SEC’s restrictions on satellite camps will end in 2016


Michigan coach Jim Harbaugh and his staff plan a seven-state, nine-camp swing through SEC country, California and Detroit in June.
Michigan coach Jim Harbaugh and his staff plan a seven-state, nine-camp swing through SEC country, California and Detroit in June. AP

The Southeastern Conference currently bars its coaches from working at “satellite camps” across the country, but that hasn’t stopped several prominent Big Ten coaches from making appearances in the heart of SEC country.

If the NCAA doesn’t stop the practice, the SEC announced during its annual spring meetings in Destin, Fla., that it will drop its restrictions in 2016.

Much ado has been made about Penn State coach James Franklin’s appearances last year as an instructor at Stetson and Georgia State camps.

Michigan coach Jim Harbaugh and his staff plan a seven-state, nine-camp swing through SEC country, California and Detroit in June.

Official visits, where the school pays to bring a recruit to campus, aren’t allowed before the fall of a player’s senior year in high school. They can opt to pay their own way to attend a team’s camp, but it’s easier for the coaches to come see them.

That’s where the guest-instructor loophole provides a recruiting advantage for coaches like Franklin and Harbaugh, who skirt NCAA rules and have face-to-face contact with recruits during the summer rather than waiting for the fall.

NCAA rules bar teams from hosting camps more than 50 miles from campus, but there is no rule prohibiting a coach and his staff from working as a guest instructor.

The SEC and ACC prohibit their coaches from the practice, but it’s allowed by the Big Ten. The Big 12 and Pac-12 also allow coaches to exploit the loophole, though few — aside from Utah — do.

The SEC plans to make every effort to have its rule banning satellite camps become national policy, but it won’t sit idly by if that effort fails.

“The athletics directors voted to drop our restriction effective in 2016,” said SEC commissioner Mike Slive, who will retire July 31. “If the rule isn’t adopted nationally come next summer, then our folks will be free to fan out all over the country. We thought maybe there was an interpretation that the NCAA could make to take care of this matter. We’ll either get the rule changed or our coaches will start traveling.”

More notes from the SEC meetings:

▪ During the first day of the meetings, the conference passed a new requirement that a medical observer be present in the replay booth for all SEC and home non-conference football games.

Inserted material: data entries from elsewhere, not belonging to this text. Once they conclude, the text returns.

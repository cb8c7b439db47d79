//! Word and character counts shown under the editor.

use serde::Serialize;

use crate::models::{Element, Node};

#[derive(Debug, Clone, Copy, Default, PartialEq, Eq, Serialize)]
pub struct ContentStats {
    pub words: usize,
    pub characters: usize,
}

impl ContentStats {
    /// Counts over the text of every node, blocks joined with one space.
    pub fn from_nodes(nodes: &[Node]) -> Self {
        Self::from_text(&join(nodes.iter().map(Node::plain_text)))
    }

    pub fn from_elements(blocks: &[Element]) -> Self {
        Self::from_text(&join(blocks.iter().map(Element::plain_text)))
    }

    fn from_text(text: &str) -> Self {
        Self {
            words: text.split_whitespace().count(),
            characters: text.chars().count(),
        }
    }
}

fn join(texts: impl Iterator<Item = String>) -> String {
    texts.collect::<Vec<_>>().join(" ")
}
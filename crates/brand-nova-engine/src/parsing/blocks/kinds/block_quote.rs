/// Blockquote block type with owned delimiter constants.
pub struct BlockQuote;

impl BlockQuote {
    pub const PREFIX: &'static str = "> ";
    /// A bare `>` line continues the quote with an empty line.
    pub const BARE: &'static str = ">";

    /// Returns the quoted text if `line` is a quote line.
    pub fn strip_prefix(line: &str) -> Option<&str> {
        if line == Self::BARE {
            return Some("");
        }
        line.strip_prefix(Self::PREFIX)
    }
}

#[cfg(test)]
mod tests {
    use super::*;

    #[test]
    fn strip_no_quote() {
        assert_eq!(BlockQuote::strip_prefix("hello"), None);
    }

    #[test]
    fn strip_single_quote() {
        assert_eq!(BlockQuote::strip_prefix("> hello"), Some("hello"));
    }

    #[test]
    fn bare_marker_is_an_empty_quote_line() {
        assert_eq!(BlockQuote::strip_prefix(">"), Some(""));
    }

    #[test]
    fn marker_without_space_is_not_a_quote() {
        assert_eq!(BlockQuote::strip_prefix(">hello"), None);
    }
}
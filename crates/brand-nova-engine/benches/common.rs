// Benchmark helper functions - Rust's dead code analysis doesn't understand
// that these are used by benchmark files in the same directory
#[allow(dead_code)]
pub fn generate_paste_content(size: usize) -> String {
    let base = "# Title\n\n## Section\n\nParagraph with **bold**, *italic*, ~~old~~ and `code`.\n\n- Bullet point\n- [x] Done item\n1. Numbered\n\n> A quote line\n> with a second line\n\n| Name | Value |\n|------|-------|\n| a | [link](https://example.com) |\n\n```rust\nfn example() {\n    println!(\"Hello\");\n}\n```\n---\n";
    base.repeat(size)
}

/// Worst case for overlap resolution: many candidates on one line.
#[allow(dead_code)]
pub fn generate_marker_heavy_line(pairs: usize) -> String {
    "*a **b ~~c `d".repeat(pairs)
}
//! # Paste Handling
//!
//! The editing surface itself belongs to the host framework. This module
//! models the one seam the engine needs from it, "insert these blocks at the
//! cursor", as the [`NodeInserter`] trait, and decides when a paste should be
//! parsed as markup at all.
//!
//! ## Modules
//!
//! - **`paste`**: Markup detection and [`handle_paste`]
//! - **`document`**: An in-memory [`NodeInserter`] used by the CLI and tests

pub mod document;
pub mod paste;

pub use document::Document;
pub use paste::{PasteOutcome, handle_paste, looks_like_markdown};

use crate::models::Element;

/// The host framework's node insertion API.
pub trait NodeInserter {
    /// Inserts `nodes` at the current cursor position, in order.
    fn insert_nodes(&mut self, nodes: Vec<Element>);
}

That person, who is independent of either team playing in the game, will have the authority to stop the game and allow a player with a possible head injury to be removed from the game.

“This will give us another check in the event that, on the field, a team doesn’t see someone who may have had a head injury and needs to come off the field,” Slive said. “Most of the time, the sideline picks up those kinds of things. But, just in case they don’t, we are doing everything we can to protect the health and safety of our student athletes.”

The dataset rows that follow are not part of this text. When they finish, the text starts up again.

use crate::models::Element;
use crate::parsing::{ParseOptions, parse_with_options};
use crate::serializing::serialize_elements;
use crate::stats::ContentStats;

use super::NodeInserter;

/// A flat sequence of top-level blocks with an insertion cursor.
///
/// The cursor is a block index in `0..=len`: inserted blocks land before the
/// block it points at, and the cursor then moves past them.
#[derive(Debug, Clone, Default, PartialEq)]
pub struct Document {
    blocks: Vec<Element>,
    cursor: usize,
}

impl Document {
    pub fn new() -> Self {
        Self::default()
    }

    /// A document holding `blocks`, cursor at the end.
    pub fn from_blocks(blocks: Vec<Element>) -> Self {
        let cursor = blocks.len();
        Self { blocks, cursor }
    }

    pub fn from_markdown(raw: &str, options: &ParseOptions) -> Self {
        Self::from_blocks(parse_with_options(raw, options))
    }

    pub fn blocks(&self) -> &[Element] {
        &self.blocks
    }

    pub fn cursor(&self) -> usize {
        self.cursor
    }

    /// Moves the cursor, clamped to the end of the document.
    pub fn set_cursor(&mut self, index: usize) {
        self.cursor = index.min(self.blocks.len());
    }

    pub fn stats(&self) -> ContentStats {
        ContentStats::from_elements(&self.blocks)
    }

    pub fn to_html(&self) -> String {
        serialize_elements(&self.blocks)
    }
}

impl NodeInserter for Document {
    fn insert_nodes(&mut self, nodes: Vec<Element>) {
        let n = nodes.len();
        self.blocks.splice(self.cursor..self.cursor, nodes);
        self.cursor += n;
    }
}
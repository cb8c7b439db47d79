//! # Block Parsing
//!
//! Two-phase, line-oriented block parsing.
//!
//! ## Parsing Phases
//!
//! 1. **Line Classification** (`classify`): each line is classified into a
//!    `LineClass` of local facts (fence signature, pipes, separator shape,
//!    single-line block markers, blank status).
//!
//! 2. **Block Construction** (`builder`): a `BlockBuilder` receives each
//!    line together with the next one, owns the multi-line state (fenced
//!    code, quotes, tables) and emits finished [`Element`]s.
//!
//! ## Modules
//!
//! - **`kinds`**: block types with owned delimiters (CodeFence, Table, ...)
//! - **`classify`**: `MarkdownLineClassifier` produces `LineClass` for each line
//! - **`builder`**: `BlockBuilder` state machine for block construction
//!
//! ## Key Invariants
//!
//! - Fenced code blocks are raw zones: no block/inline parsing inside
//! - Every emitted element has at least one child
//! - Consecutive list items are emitted as siblings; wrapping them in a
//!   bulleted or numbered list is left to the editor
//!
//! [`Element`]: crate::models::Element

pub mod builder;
pub mod classify;
pub mod kinds;

pub use builder::BlockBuilder;
pub use classify::{LineClass, LineMarker, MarkdownLineClassifier};
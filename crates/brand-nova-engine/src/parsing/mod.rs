//! # Markdown Paste Parsing
//!
//! Turns pasted plain text with lightweight markup into document elements.
//!
//! Parsing is line-oriented: the input is split on `\n`, every line is
//! classified on its own, and a [`BlockBuilder`] assembles blocks with one
//! line of lookahead. Inline formatting is resolved per block by
//! [`inline::parse_inline`].
//!
//! Parsing is total: anything unrecognized degrades to paragraphs of
//! literal text, and the result always holds at least one element.

pub mod blocks;
pub mod inline;
pub mod options;
pub mod span;

#[cfg(test)]
mod tests;

use log::debug;

use crate::models::Element;
use blocks::{BlockBuilder, LineClass, MarkdownLineClassifier};
pub use options::{ParseOptions, TableDetection, UnclosedFence};

/// Parses `raw` with default options.
pub fn parse(raw: &str) -> Vec<Element> {
    parse_with_options(raw, &ParseOptions::default())
}

pub fn parse_with_options(raw: &str, options: &ParseOptions) -> Vec<Element> {
    let classifier = MarkdownLineClassifier;
    let lines: Vec<LineClass<'_>> = raw.split('\n').map(|l| classifier.classify(l)).collect();

    let mut builder = BlockBuilder::new(*options);
    for (i, lc) in lines.iter().enumerate() {
        builder.push(lc, lines.get(i + 1));
    }

    let blocks = builder.finish();
    debug!("parsed {} lines into {} blocks", lines.len(), blocks.len());
    blocks
}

▪ The SEC also continues to oppose an early signing date for football but reiterated that it would prefer that date be the Monday after Thanksgiving rather than the third week of December if one exists.

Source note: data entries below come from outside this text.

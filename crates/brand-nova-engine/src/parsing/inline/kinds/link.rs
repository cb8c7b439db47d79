/// `[label](url)` link delimiters.
pub struct Link;

impl Link {
    pub const LABEL_OPEN: u8 = b'[';
    pub const LABEL_CLOSE: u8 = b']';
    pub const URL_OPEN: u8 = b'(';
    pub const URL_CLOSE: u8 = b')';
}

Conference members believe the December date effectively would replace the February date as national signing day, but would prefer to keep the status quo, which allows for access to another semester of academic information and additional contact during the late January recruiting window.

▪  The SEC also decided to stiffen penalties for fans rushing the field. Schools are fined $5,000 for a first offense and $25,000 for a second offense under current rules, but those fines might increase to as much as $50,000 for a first offense.

“It’s an attempt to change behavior,” Slive said. “We have changed it, but there are times when it happens and I think our folks felt that the current fine structure is not sufficiently large enough to be a quality deterrent, so they are looking at it.”

▪  College Football Playoff executive director Bill Hancock and Arkansas athletic director Jeff Long, who is the chairman of the playoff selection committee, said Wednesday evening that nine cities have submitted bids for the College Football Playoff Championship Game in 2018-20.

The list includes Atlanta, Charlotte, Detroit, Houston, Minneapolis, New Orleans, San Antonio, Santa Clara, Calif., and south Florida.